*Activity*. Review the material and extract every line in which the word "filename" occurs.

*Available records*.
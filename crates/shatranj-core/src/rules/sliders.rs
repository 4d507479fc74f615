//! Sliding piece rules: bishop, rook, and queen.
//!
//! All three share the board's strict-path walk: the squares strictly
//! between the endpoints must be empty. The endpoints themselves are
//! the board's concern.

use crate::board::Board;
use crate::coord::Coord;

/// Bishop rule: an exact diagonal with a clear strict path.
pub(super) fn bishop(from: Coord, to: Coord, board: &Board) -> bool {
    if from == to {
        return false;
    }
    let dcol = (from.col() as i16 - to.col() as i16).abs();
    let drow = (from.row() as i16 - to.row() as i16).abs();
    if dcol != drow {
        return false;
    }

    board.path_is_clear(from, to)
}

/// Rook rule: a straight line along one rank or one file with a clear
/// strict path.
pub(super) fn rook(from: Coord, to: Coord, board: &Board) -> bool {
    if from == to {
        return false;
    }
    if from.col() != to.col() && from.row() != to.row() {
        return false;
    }

    board.path_is_clear(from, to)
}

/// Queen rule: rook-shape or bishop-shape with a clear strict path.
pub(super) fn queen(from: Coord, to: Coord, board: &Board) -> bool {
    if from == to {
        return false;
    }
    let dcol = (from.col() as i16 - to.col() as i16).abs();
    let drow = (from.row() as i16 - to.row() as i16).abs();
    let straight = from.col() == to.col() || from.row() == to.row();
    let diagonal = dcol == drow;
    if !(straight || diagonal) {
        return false;
    }

    board.path_is_clear(from, to)
}
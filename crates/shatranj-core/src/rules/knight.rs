//! Knight movement rule.

use crate::coord::Coord;

/// Knight rule: an L-shaped jump of (2, 1) or (1, 2). Occupancy of the
/// crossed squares is irrelevant, and the destination occupant's color
/// is the board's concern, not this rule's.
pub(super) fn is_pseudo_legal(from: Coord, to: Coord) -> bool {
    let dcol = (from.col() as i16 - to.col() as i16).abs();
    let drow = (from.row() as i16 - to.row() as i16).abs();

    (dcol == 2 && drow == 1) || (dcol == 1 && drow == 2)
}
//! Error types for coordinate validation.

/// Errors from validating a board coordinate.
///
/// Illegal moves are not errors: move attempts report rejection through
/// an ordinary `false` return. The only fatal-to-the-call condition in
/// this crate is addressing a square that does not exist.
#[derive(Debug, Clone, Copy, PartialEq, Eq, thiserror::Error)]
pub enum CoordError {
    /// A (column, row) pair falls outside the 8x8 board.
    #[error("coordinates outside the board: ({col}, {row})")]
    OutOfBoard {
        /// The rejected column.
        col: u8,
        /// The rejected row.
        row: u8,
    },
}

*Result for this task*.
filename crates/shatranj-core/src/rules/sliders.rs
filename crates/shatranj-core/src/rules/knight.rs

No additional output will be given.